Laat de docenten dat rapport Onderwijs2032, dat verhaal van
Schnabel nu eerst eens zelf intern, op hun eigen school met hun eigen collega’s,
doorpraten, zich er wat bij voor proberen te stellen, nagaan hoe en of het kan
en wat er werkelijk zinvol en nuttig van is. Toetsen aan de praktijk en de mogelijkheden
en niet luchtfietsen, concreet nagaan wat realiseerbaar is, waar we naar toe
moeten, welke doelen noodzakelijk en haalbaar zijn.
Maar dan wel zonder “voorwaarden vooraf”, dus niet met een
vooropgesteld doel en eigenlijk al ingevulde randvoorwaarden en eindstreven,
zoals die eigenlijk in de presentatie van Schnabel maar al te zeer doorklonken.
Dan zijn er drie zaken gewonnen: er is een grotere betrokkenheid
met wat Onderwijs3032 hoe dan ook voorstaat, er ontstaat een werkelijk te
realiseren beeld van wat Onderwijs2032 wel of niet zou kunnen bereiken en last
but not least, het is tevens een kritische evaluatie van waar men nu mee bezig
is en biedt dan op zich al aanleiding tot bijstellingen.
Maar zal dat helpen?
Maar helaas, mijn ervaring met de z.g. “onderwijsvernieuwing”
is dat zoiets nooit en te nimmer overgelaten wordt aan de basis, het veld, de
werkelijk betrokkenen, de experts van de uitvoering, maar dat allerlei andere
personen, instellingen, instanties en andere belangen en wensen beter schijnen
te kunnen en moeten bepalen wat goed is voor het onderwijs en weten te
vertellen hoe en wat docenten moeten gaan doen. Ze mogen er wel over praten, iets
minder over mee praten, meedenken nog minderen en meebeslissen, nou, eh, tja,
daar gaan anderen over en meestal is het al bepaald.
Soms lijkt het er wel op. Begin jaren 80 was ik docent aan
één van de HEWET-experimenteerscholen.

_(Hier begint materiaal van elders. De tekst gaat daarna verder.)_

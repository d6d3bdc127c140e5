//! Explicit application state: registry, conversation and pipeline, mutated
//! only through the operations below.
//!
//! Asynchronous work is split in two halves around this struct. [`Session::submit`]
//! records the question and hands out a [`QueryTicket`]; whoever runs the
//! request reports back through [`Session::settle`]. Document loading works the
//! same way with [`Gateway`](crate::Gateway) producing the handle and
//! [`Session::add_document`] committing it.

use std::sync::Arc;

use thiserror::Error;

use crate::conversation::{ConversationLog, PendingTurn, Turn};
use crate::document::{DocumentHandle, DocumentId};
use crate::inference::{Answer, InferenceError};
use crate::pipeline::{QueryPipeline, QueryStatus, QueryTicket};
use crate::registry::Registry;

/// Invalid-state rejections from [`Session::submit`]. Nothing is appended
/// and no request is made when one of these is returned.
#[derive(Error, Debug, Clone, Copy, PartialEq, Eq)]
pub enum SessionError {
    #[error("invalid state: a question is already pending")]
    Pending,
    #[error("invalid state: no active document")]
    NoDocument,
    #[error("invalid state: question is empty")]
    EmptyQuestion,
}

/// What [`Session::settle`] did with a response.
#[derive(Debug, Clone, PartialEq, Eq)]
pub enum Settled {
    /// Answer appended after its question; the input can be cleared.
    Answered,
    /// Request failed; the question stays, no answer was appended.
    Failed(InferenceError),
    /// The conversation was reset while the request was in flight; the
    /// response was dropped and the pipeline is idle again.
    Stale,
    /// Not the request currently in flight.
    Ignored,
}

#[derive(Debug, Default)]
pub struct Session {
    registry: Registry,
    log: ConversationLog,
    pipeline: QueryPipeline,
    pending: Option<(u64, PendingTurn)>,
}

impl Session {
    pub fn new() -> Self {
        Self::default()
    }

    /// Register a new document, make it active and start a fresh conversation.
    pub fn add_document(&mut self, handle: DocumentHandle) -> Arc<DocumentHandle> {
        let handle = Arc::new(handle);
        self.registry.add(Arc::clone(&handle));
        self.log.reset();
        tracing::debug!(document = %handle.id(), name = handle.name(), "document active");
        handle
    }

    /// Switch the active document. Unknown ids and re-selecting the current
    /// document are no-ops; a real switch clears the conversation.
    pub fn set_active(&mut self, id: DocumentId) -> bool {
        let changed = self.registry.set_active(id);
        if changed {
            self.log.reset();
            tracing::debug!(document = %id, "switched active document");
        }
        changed
    }

    /// "New chat": drop the transcript, keep the documents.
    pub fn new_chat(&mut self) {
        self.log.reset();
    }

    /// Ask about the active document.
    ///
    /// Appends the question immediately and moves the pipeline to `Pending`.
    /// The caller must run the returned ticket (see [`crate::pipeline::execute`])
    /// and report back via [`settle`](Self::settle).
    pub fn submit(&mut self, question: &str) -> Result<QueryTicket, SessionError> {
        let question = question.trim();
        if self.pipeline.is_pending() {
            return Err(SessionError::Pending);
        }
        let document = self
            .registry
            .active()
            .cloned()
            .ok_or(SessionError::NoDocument)?;
        if question.is_empty() {
            return Err(SessionError::EmptyQuestion);
        }

        let ticket = self
            .pipeline
            .begin(document, question.to_string(), self.log.epoch())
            .ok_or(SessionError::Pending)?;
        let token = self.log.append_pending(question);
        self.pending = Some((ticket.id(), token));
        tracing::debug!(ticket = ticket.id(), document = %ticket.document_id(), "question submitted");
        Ok(ticket)
    }

    /// Apply the outcome of the request identified by `ticket_id`.
    pub fn settle(&mut self, ticket_id: u64, result: Result<Answer, InferenceError>) -> Settled {
        if !self.pipeline.owns(ticket_id) {
            return Settled::Ignored;
        }
        let token = match self.pending.take() {
            Some((id, token)) if id == ticket_id => Some(token),
            _ => None,
        };

        let current = token.filter(|t| t.epoch() == self.log.epoch());
        let Some(token) = current else {
            tracing::debug!(ticket = ticket_id, "dropping response for a conversation that was reset");
            self.pipeline.discard();
            return Settled::Stale;
        };

        match result {
            Ok(answer) => {
                self.pipeline.succeed();
                self.log
                    .resolve_pending(token, Some(Turn::answer(answer.text, answer.sources)));
                self.pipeline.finish();
                Settled::Answered
            }
            Err(error) => {
                self.log.resolve_pending(token, None);
                self.pipeline.fail(error.clone());
                Settled::Failed(error)
            }
        }
    }

    /// Dismiss a failure so the pipeline shows `Idle` again.
    pub fn acknowledge_error(&mut self) {
        self.pipeline.acknowledge();
    }

    pub fn registry(&self) -> &Registry {
        &self.registry
    }

    pub fn log(&self) -> &ConversationLog {
        &self.log
    }

    pub fn pipeline(&self) -> &QueryPipeline {
        &self.pipeline
    }

    pub fn status(&self) -> QueryStatus {
        self.pipeline.status()
    }

    pub fn active(&self) -> Option<&Arc<DocumentHandle>> {
        self.registry.active()
    }
}

#[cfg(test)]
mod tests {
    use super::*;
    use crate::conversation::Role;

    fn handle(name: &str) -> DocumentHandle {
        DocumentHandle::from_path(name, b"%PDF".to_vec(), std::env::temp_dir().join(name))
    }

    fn answer(text: &str) -> Answer {
        Answer {
            text: text.to_string(),
            sources: None,
        }
    }

    #[test]
    fn adding_document_activates_it_and_clears_log() {
        let mut s = Session::new();
        s.add_document(handle("a.pdf"));
        let t = s.submit("hello").unwrap();
        s.settle(t.id(), Ok(answer("hi")));
        assert_eq!(s.log().len(), 2);

        let b = s.add_document(handle("b.pdf"));
        assert_eq!(s.active().map(|d| d.id()), Some(b.id()));
        assert!(s.log().is_empty());
    }

    #[test]
    fn switching_documents_always_empties_log() {
        let mut s = Session::new();
        let a = s.add_document(handle("a.pdf"));
        s.add_document(handle("b.pdf"));
        let t = s.submit("q").unwrap();
        s.settle(t.id(), Ok(answer("a")));
        assert!(!s.log().is_empty());
        assert!(s.set_active(a.id()));
        assert!(s.log().is_empty());
    }

    #[test]
    fn set_active_unknown_keeps_log_and_active() {
        let mut s = Session::new();
        let a = s.add_document(handle("a.pdf"));
        let t = s.submit("q").unwrap();
        s.settle(t.id(), Ok(answer("a")));
        assert!(!s.set_active(DocumentId::new()));
        assert_eq!(s.active().map(|d| d.id()), Some(a.id()));
        assert_eq!(s.log().len(), 2);
    }

    #[test]
    fn submit_without_document_is_invalid() {
        let mut s = Session::new();
        assert_eq!(s.submit("anything").unwrap_err(), SessionError::NoDocument);
        assert!(s.log().is_empty());
        assert_eq!(s.status(), QueryStatus::Idle);
    }

    #[test]
    fn submit_blank_question_is_invalid() {
        let mut s = Session::new();
        s.add_document(handle("a.pdf"));
        assert_eq!(s.submit("   ").unwrap_err(), SessionError::EmptyQuestion);
        assert!(s.log().is_empty());
    }

    #[test]
    fn submit_while_pending_adds_nothing() {
        let mut s = Session::new();
        s.add_document(handle("a.pdf"));
        let _t = s.submit("first").unwrap();
        let err = s.submit("second").unwrap_err();
        assert_eq!(err, SessionError::Pending);
        assert_eq!(s.log().len(), 1);
        assert_eq!(s.status(), QueryStatus::Pending);
    }

    #[test]
    fn question_then_answer() {
        let mut s = Session::new();
        s.add_document(handle("a.pdf"));
        let t = s.submit("What is covered?").unwrap();
        assert_eq!(s.log().turns(), &[Turn::question("What is covered?")]);
        assert_eq!(s.settle(t.id(), Ok(answer("Dental is covered."))), Settled::Answered);
        assert_eq!(s.log().turns()[1].role, Role::Answer);
        assert_eq!(s.log().turns()[1].text, "Dental is covered.");
        assert_eq!(s.status(), QueryStatus::Idle);
    }

    #[test]
    fn failure_keeps_question_only_and_allows_retry() {
        let mut s = Session::new();
        s.add_document(handle("a.pdf"));
        let t = s.submit("X").unwrap();
        let err = InferenceError::Status {
            status: 500,
            message: None,
        };
        assert_eq!(s.settle(t.id(), Err(err.clone())), Settled::Failed(err));
        assert_eq!(s.log().turns(), &[Turn::question("X")]);
        assert_eq!(s.status(), QueryStatus::Failed);
        assert!(s.submit("X").is_ok());
    }

    #[test]
    fn answer_after_document_switch_is_discarded() {
        let mut s = Session::new();
        let a = s.add_document(handle("a.pdf"));
        s.add_document(handle("b.pdf"));
        let t = s.submit("about b").unwrap();
        s.set_active(a.id());
        assert_eq!(s.settle(t.id(), Ok(answer("late"))), Settled::Stale);
        assert!(s.log().is_empty());
        assert_eq!(s.status(), QueryStatus::Idle);
        assert!(s.pipeline().last_error().is_none());
    }

    #[test]
    fn failure_after_new_chat_is_discarded_silently() {
        let mut s = Session::new();
        s.add_document(handle("a.pdf"));
        let t = s.submit("q").unwrap();
        s.new_chat();
        let res = s.settle(t.id(), Err(InferenceError::Transport("down".into())));
        assert_eq!(res, Settled::Stale);
        assert_eq!(s.status(), QueryStatus::Idle);
    }

    #[test]
    fn unknown_ticket_is_ignored() {
        let mut s = Session::new();
        s.add_document(handle("a.pdf"));
        let t = s.submit("q").unwrap();
        assert_eq!(s.settle(t.id() + 100, Ok(answer("x"))), Settled::Ignored);
        assert_eq!(s.status(), QueryStatus::Pending);
        assert_eq!(s.settle(t.id(), Ok(answer("x"))), Settled::Answered);
        // Settling twice does nothing the second time.
        assert_eq!(s.settle(t.id(), Ok(answer("x"))), Settled::Ignored);
    }
}
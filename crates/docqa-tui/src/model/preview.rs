/// Best-effort text preview of a PDF for the viewer pane.
#[derive(Debug, Clone, PartialEq, Eq)]
pub struct PdfPreview {
    pub pages: usize,
    /// Text of the first page that has any, trimmed to a readable size.
    pub excerpt: String,
}

#[derive(Debug, Clone, PartialEq, Eq)]
pub enum PreviewState {
    Loading,
    Ready(PdfPreview),
    Unavailable(String),
}

const MAX_EXCERPT_CHARS: usize = 4000;
const MAX_PAGES_SCANNED: usize = 3;

/// Parse `bytes` with lopdf and pull out the page count and some text.
///
/// Never used to reject a document: callers show "preview unavailable" on error.
pub fn extract(bytes: &[u8]) -> Result<PdfPreview, String> {
    let doc = lopdf::Document::load_mem(bytes).map_err(|e| format!("not a readable PDF: {e}"))?;
    let pages = doc.get_pages();

    let mut excerpt = String::new();
    for &page_num in pages.keys().take(MAX_PAGES_SCANNED) {
        match doc.extract_text(&[page_num]) {
            Ok(text) if !text.trim().is_empty() => {
                excerpt = text;
                break;
            }
            Ok(_) => {}
            Err(e) => tracing::debug!(page = page_num, error = %e, "no text on page"),
        }
    }

    Ok(PdfPreview {
        pages: pages.len(),
        excerpt: tidy(&excerpt),
    })
}

/// Collapse runs of blank lines and cap the length.
fn tidy(text: &str) -> String {
    let mut out = String::new();
    let mut blank = false;
    for line in text.lines().map(str::trim_end) {
        if line.trim().is_empty() {
            if !blank && !out.is_empty() {
                out.push('\n');
            }
            blank = true;
            continue;
        }
        blank = false;
        out.push_str(line);
        out.push('\n');
    }
    if out.chars().count() > MAX_EXCERPT_CHARS {
        out = out.chars().take(MAX_EXCERPT_CHARS).collect();
        out.push('\u{2026}');
    }
    out.trim_end().to_string()
}
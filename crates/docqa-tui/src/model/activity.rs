use std::collections::VecDeque;

use chrono::{DateTime, Local};
use tracing::Level;

/// Lines kept in the activity log.
pub const ACTIVITY_CAPACITY: usize = 200;

/// One line of the in-app activity log.
#[derive(Debug, Clone)]
pub struct ActivityEntry {
    pub at: DateTime<Local>,
    pub level: Level,
    pub message: String,
}

impl ActivityEntry {
    pub fn new(level: Level, message: impl Into<String>) -> Self {
        Self {
            at: Local::now(),
            level,
            message: message.into(),
        }
    }
}

/// Bounded ring of recent activity, newest last.
#[derive(Debug, Clone)]
pub struct ActivityLog {
    entries: VecDeque<ActivityEntry>,
    capacity: usize,
}

impl Default for ActivityLog {
    fn default() -> Self {
        Self::with_capacity(ACTIVITY_CAPACITY)
    }
}

impl ActivityLog {
    pub fn with_capacity(capacity: usize) -> Self {
        Self {
            entries: VecDeque::with_capacity(capacity),
            capacity: capacity.max(1),
        }
    }

    pub fn push(&mut self, entry: ActivityEntry) {
        if self.entries.len() >= self.capacity {
            self.entries.pop_front();
        }
        self.entries.push_back(entry);
    }

    pub fn info(&mut self, message: impl Into<String>) {
        self.push(ActivityEntry::new(Level::INFO, message));
    }

    pub fn warn(&mut self, message: impl Into<String>) {
        self.push(ActivityEntry::new(Level::WARN, message));
    }

    /// The last `n` entries, oldest first.
    pub fn recent(&self, n: usize) -> impl Iterator<Item = &ActivityEntry> {
        self.entries.iter().skip(self.entries.len().saturating_sub(n))
    }

    pub fn last(&self) -> Option<&ActivityEntry> {
        self.entries.back()
    }

    pub fn len(&self) -> usize {
        self.entries.len()
    }

    pub fn is_empty(&self) -> bool {
        self.entries.is_empty()
    }
}
use docqa_core::Settled;

use super::{App, InputMode, Lookup, Prompt};
use crate::model::preview::PreviewState;
use crate::tui_event::{BackendEvent, LoadSource};

impl App {
    /// Apply an event coming back from the backend task.
    pub fn handle_backend_event(&mut self, event: BackendEvent) {
        match event {
            BackendEvent::DocumentLoaded { source, handle } => {
                let handle = self.session.add_document(handle);
                self.previews.insert(handle.id(), PreviewState::Loading);
                self.doc_cursor = 0;
                self.chat_scroll = 0;
                match source {
                    LoadSource::Local(_) => {
                        self.loading_local = self.loading_local.saturating_sub(1);
                    }
                    LoadSource::Remote(_) => {
                        self.lookup = Lookup::Idle;
                        self.key_input.clear();
                        if self.prompt == Some(Prompt::FetchKey) {
                            self.prompt = None;
                            self.input_mode = InputMode::Normal;
                        }
                    }
                }
                self.activity.info(format!(
                    "Loaded {} ({})",
                    handle.name(),
                    crate::view::format_bytes(handle.len() as u64)
                ));
            }
            BackendEvent::LoadFailed { source, error } => match source {
                LoadSource::Local(path) => {
                    self.loading_local = self.loading_local.saturating_sub(1);
                    let message = format!("Could not open {}: {error}", path.display());
                    self.activity.warn(message.clone());
                    self.banner = Some(message);
                }
                LoadSource::Remote(key) => {
                    self.activity.warn(format!("Lookup of {key} failed: {error}"));
                    self.lookup = Lookup::Failed(error.to_string());
                }
            },
            BackendEvent::PreviewReady { document, preview } => {
                // The document may have been dropped in the meantime
                if self.session.registry().get(document).is_none() {
                    return;
                }
                let state = match preview {
                    Ok(p) => PreviewState::Ready(p),
                    Err(e) => PreviewState::Unavailable(e),
                };
                self.previews.insert(document, state);
            }
            BackendEvent::AnswerSettled { ticket_id, result } => {
                match self.session.settle(ticket_id, result) {
                    Settled::Answered => {
                        self.question.clear();
                        self.chat_scroll = 0;
                    }
                    Settled::Failed(e) => {
                        self.banner = Some(format!("Request failed: {e}"));
                    }
                    Settled::Stale => {
                        self.activity
                            .info("Discarded an answer for a conversation that was reset");
                    }
                    Settled::Ignored => {}
                }
            }
        }
    }
}
//! Question/answer transcript bound to the active document.

use serde::{Deserialize, Serialize};

/// Who produced a turn.
#[derive(Debug, Clone, Copy, PartialEq, Eq, Serialize, Deserialize)]
#[serde(rename_all = "lowercase")]
pub enum Role {
    Question,
    Answer,
}

/// One chat message.
#[derive(Debug, Clone, PartialEq, Eq, Serialize, Deserialize)]
pub struct Turn {
    pub text: String,
    #[serde(rename = "type")]
    pub role: Role,
    /// Page references reported alongside an answer, e.g. "Page 2, Page 3".
    #[serde(default, skip_serializing_if = "Option::is_none")]
    pub sources: Option<String>,
}

impl Turn {
    pub fn question(text: impl Into<String>) -> Self {
        Self {
            text: text.into(),
            role: Role::Question,
            sources: None,
        }
    }

    pub fn answer(text: impl Into<String>, sources: Option<String>) -> Self {
        Self {
            text: text.into(),
            role: Role::Answer,
            sources,
        }
    }
}

/// Token for a question appended by [`ConversationLog::append_pending`].
#[derive(Debug, Clone, Copy, PartialEq, Eq)]
pub struct PendingTurn {
    epoch: u64,
    index: usize,
}

impl PendingTurn {
    pub fn epoch(&self) -> u64 {
        self.epoch
    }
}

/// Outcome of [`ConversationLog::resolve_pending`].
#[derive(Debug, Clone, Copy, PartialEq, Eq)]
pub enum Resolution {
    /// The answer was placed right after its question.
    Appended,
    /// The question was settled without an answer (request failed).
    Closed,
    /// The log was reset since the question was asked; nothing was written.
    Stale,
}

/// Ordered turns for the current context.
///
/// Every [`reset`](Self::reset) bumps `epoch`, which lets in-flight work
/// detect that the conversation it belonged to is gone.
#[derive(Debug, Default)]
pub struct ConversationLog {
    turns: Vec<Turn>,
    epoch: u64,
    pending: Option<usize>,
}

impl ConversationLog {
    pub fn new() -> Self {
        Self::default()
    }

    pub fn append(&mut self, turn: Turn) {
        self.turns.push(turn);
    }

    pub fn reset(&mut self) {
        self.turns.clear();
        self.pending = None;
        self.epoch += 1;
    }

    /// Phase one: record the question immediately and hand back a token.
    pub fn append_pending(&mut self, question: impl Into<String>) -> PendingTurn {
        let index = self.turns.len();
        self.turns.push(Turn::question(question));
        self.pending = Some(index);
        PendingTurn {
            epoch: self.epoch,
            index,
        }
    }

    /// Phase two: settle a pending question with its answer, or with nothing
    /// on failure.
    pub fn resolve_pending(&mut self, token: PendingTurn, answer: Option<Turn>) -> Resolution {
        if token.epoch != self.epoch || self.pending != Some(token.index) {
            return Resolution::Stale;
        }
        self.pending = None;
        match answer {
            Some(turn) => {
                self.turns.insert(token.index + 1, turn);
                Resolution::Appended
            }
            None => Resolution::Closed,
        }
    }

    pub fn turns(&self) -> &[Turn] {
        &self.turns
    }

    pub fn epoch(&self) -> u64 {
        self.epoch
    }

    pub fn has_pending(&self) -> bool {
        self.pending.is_some()
    }

    pub fn last_answer(&self) -> Option<&Turn> {
        self.turns.iter().rev().find(|t| t.role == Role::Answer)
    }

    pub fn len(&self) -> usize {
        self.turns.len()
    }

    pub fn is_empty(&self) -> bool {
        self.turns.is_empty()
    }
}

Je denkt, nu zijn wij aan de beurt om te
kijken of en hoe. Maar voor het experiment geëvalueerd en afgelopen was, voor
de betrokken docenten hun definitieve mening hadden gegeven was het, politieke,
besluit al lang genomen en werd wiskunde A en B ingevoerd. En eigenlijk was dat
al helemaal voorgebakken.
Ik last onlangs in Trouw een interview met staatsecretaris
Dekker waarin hem een aantal kritische vragen werden gesteld over zaken die het
onderwijsveld bezig houden, of liever, waarvan de staats de nodige oppositie
vanuit het onderwijs mag weten. Maar het waren allemaal tefalantwoorden die de
interviewer optekende, kritiek werd niet gewogen maar weggewoven, op elk
kritisch potje schroefde de als bekend vlot formulerende Sander Dekker een
antwoorddekseltje waarin hij totaal geen empathie, inzicht of
voorstellingsvermogen liet blijken voor de kritiek die in de vragen verwoord
werd. Luisteren en in gesprek gaan, aandacht geven aan wat er uit het veld
opklinkt, met het veld zoeken naar de beste oplossing, nee, dat is niks voor
hem. Hij weet het beter.
Wie weet...
Maar misschien, de middenschool verdween met het veranderen
van de politieke kleur van de regerende partijen van de agenda, wie weet is dat
ook het lot van Onderwijs2032 en verdwijnt het, althans in z’n huidige vorm,
mèt de rekentoets, op de politieke mestvaalt.